Warren Buffett's Super-Simple Retirement Advice

"You see, Barack, my advice is pretty clear."

Warren Buffett might as well be king of the investment industry. He produced the best returns the world has ever seen working from his house in Omaha, not a desk on Wall Street.

And for that reason, so many people want his advice on how to invest for retirement. They want to hear from someone like them -- someone who doesn't spend every waking moment in Manhattan.

What would Buffett do?
At the 2004 Berkshire Hathaway (NYSE: BRK-A  ) (NYSE: BRK-B  ) shareholders meeting, Buffett was asked by one investor if he should buy Berkshire, invest in an index fund, or hire a broker.

Buffett delivered with his typical, common-sense rationale:

"We never recommend buying or selling Berkshire. Among the various propositions offered to you, if you invested in a very low cost index fund -- where you don't put the money in at one time, but average in over 10 years -- you'll do better than 90% of people who start investing at the same time."

An index fund? That's what the best stock picker in the world recommends?

Yes, and it wasn't the first time he answered with such simplicity. In another question-and-answer session, Buffett made his stance plain and clear:

"If you like spending 6-8 hours per week working on investments, do it. If you don't, then dollar-cost average into index funds. This accomplishes diversification across assets and time, two very important things."

So, let's get to the specifics. What's Buffett's favorite index fund?

"Just pick a broad index like the S&P 500. Don't put your money in all at once; do it over a period of time. I recommend John Bogle's books -- any investor in funds should read them. They have all you need to know.

Vanguard. Reliable, low cost. If you're not professional, you are thus an amateur. [F]orget it and go back to work."

Why is Buffett so keen on index funds? They're cheap. In fact, Vanguard's S&P 500 ETF (NYSEMKT: VOO  )  provides a way for investors to own a slice of 500 of the largest businesses traded on the public stock markets, including Berkshire Hathaway, at a cost of just 0.05% per year. On a $100,000 investment, fees would tally to only $50 per year, compared to $1,310 for the average large-cap mutual fund.

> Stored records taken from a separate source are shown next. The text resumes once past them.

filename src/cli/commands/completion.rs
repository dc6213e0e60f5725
//! completion command - Generate shell completion scripts

use anyhow::Result;
use clap::CommandFactory;
use clap_complete::{generate, shells};

use crate::cli::args::{Cli, Shell};

/// Generate shell completion scripts.
pub fn completion(shell: Shell) -> Result<()> {
    let mut cmd = Cli::command();
    let name = cmd.get_name().to_string();

    match shell {
        Shell::Bash => {
            generate(shells::Bash, &mut cmd, &name, &mut std::io::stdout());
        }
        Shell::Zsh => {
            generate(shells::Zsh, &mut cmd, &name, &mut std::io::stdout());
        }
        Shell::Fish => {
            generate(shells::Fish, &mut cmd, &name, &mut std::io::stdout());
        }
        Shell::PowerShell => {
            generate(shells::PowerShell, &mut cmd, &name, &mut std::io::stdout());
        }
    }

    Ok(())
}
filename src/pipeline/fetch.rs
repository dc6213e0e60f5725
//! pipeline::fetch
//!
//! Stage 1: download client archives.
//!
//! # Behavior
//!
//! For every manifest version, newest first:
//! - versions whose snapshot is already extracted are skipped outright
//! - `old_alpha` versions never shipped a usable client and are skipped
//! - versions whose archive is already cached are skipped
//! - versions without a client download are noted and skipped
//!
//! A failed download is fatal unless the version's snapshot already exists
//! (the archive was only needed to produce it).

use anyhow::Result;

use super::context::PipelineContext;
use crate::core::types::VersionId;
use crate::manifest::VersionManifest;
use crate::ui::output;

/// Counters reported by the fetch stage.
#[derive(Debug, Default, Clone, Copy, PartialEq, Eq)]
pub struct FetchOutcome {
    /// Archives downloaded this run.
    pub downloaded: usize,
    /// Versions skipped because an artifact already existed.
    pub skipped: usize,
    /// Versions without a client download.
    pub no_client: usize,
}

/// Download the client archive for every fetchable manifest version.
pub async fn fetch_archives(
    ctx: &PipelineContext,
    manifest: &VersionManifest,
) -> Result<FetchOutcome> {
    let mut outcome = FetchOutcome::default();

    output::print("Downloading client archives...", ctx.verbosity);

    for descriptor in &manifest.versions {
        let id = match VersionId::new(descriptor.version_id()) {
            Ok(id) => id,
            Err(err) => {
                output::warn(format!("skipping manifest entry: {err}"), ctx.verbosity);
                continue;
            }
        };

        if ctx.store.has_snapshot(&id) || descriptor.is_old_alpha() || ctx.store.has_archive(&id)
        {
            outcome.skipped += 1;
            continue;
        }

        match fetch_one(ctx, &id).await {
            Ok(true) => {
                output::print(&id, ctx.verbosity);
                outcome.downloaded += 1;
            }
            Ok(false) => outcome.no_client += 1,
            Err(err) => {
                // The archive only exists to produce the snapshot; if an
                // earlier run already extracted it, the failure is moot.
                if ctx.store.has_snapshot(&id) {
                    outcome.skipped += 1;
                    continue;
                }
                return Err(err);
            }
        }
    }

    output::debug(
        format!(
            "fetch: {} downloaded, {} skipped, {} without client",
            outcome.downloaded, outcome.skipped, outcome.no_client
        ),
        ctx.verbosity,
    );
    Ok(outcome)
}

/// Fetch one version's archive; `Ok(false)` means no client download exists.
async fn fetch_one(ctx: &PipelineContext, id: &VersionId) -> Result<bool> {
    let detail = ctx.source.version_detail(id).await?;

    let Some(client) = detail.client_download() else {
        return Ok(false);
    };

    let bytes = ctx.source.download(&client.url).await?;
    ctx.store.write_archive(id, &bytes)?;
    Ok(true)
}
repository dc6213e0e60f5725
//! ui
//!
//! Output utilities for the CLI.

pub mod output;

pub use output::Verbosity;
//! cli::commands::lineage_cmd
//!
//! Print the lineage chain without computing diffs.
//!
//! # Example
//!
//! ```bash
//! langtrail lineage
//! # 1.19.2 -> 1.19.1
//! # 1.19.1 -> 1.19
//! # ...
//! ```

use anyhow::Result;

use crate::cli::Context;
use crate::core::lineage;
use crate::pipeline::{diff::newest_version, PipelineContext};

/// Walk the lineage and print one `successor -> predecessor` line per edge.
pub fn lineage(ctx: &Context) -> Result<()> {
    let rt = tokio::runtime::Runtime::new()?;
    let pipeline_ctx = PipelineContext::from_config(&ctx.config, ctx.verbosity)?;

    rt.block_on(async {
        let manifest = pipeline_ctx.source.manifest().await?;
        let newest = newest_version(&manifest)?;
        let edges =
            lineage::walk(pipeline_ctx.source.as_ref(), &newest, &pipeline_ctx.root).await?;

        for edge in edges {
            println!("{edge}");
        }
        Ok(())
    })
}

Over time, lower fees and expenses help your money compound faster. Just look how Vanguard's low-cost ETFs stack up to the alternatives:

Add in Vanguard's other popular ETFs, like its Vanguard FTSE All-World ex-US ETF (NYSEMKT: VEU  ) fund, which tracks international stocks, and its Vanguard Total Bond Market ETF (NYSEMKT: BND  ) for bond exposure, and you'll have a more balanced investment portfolio than many who hire the help of a broker.

Avoid this big mistake
Buffett's pretty keen on helping people avoid big mistakes, just as he's all for helping investors make better decisions. Saying it as simply as he could, he opined on how having cash is one of the worst investments you could ever make:

The one thing I will tell you is the worst investment you can have is cash. Everybody is talking about cash being king and all that sort of thing. Cash is going to become worth less over time. But good businesses are going to become worth more over time. 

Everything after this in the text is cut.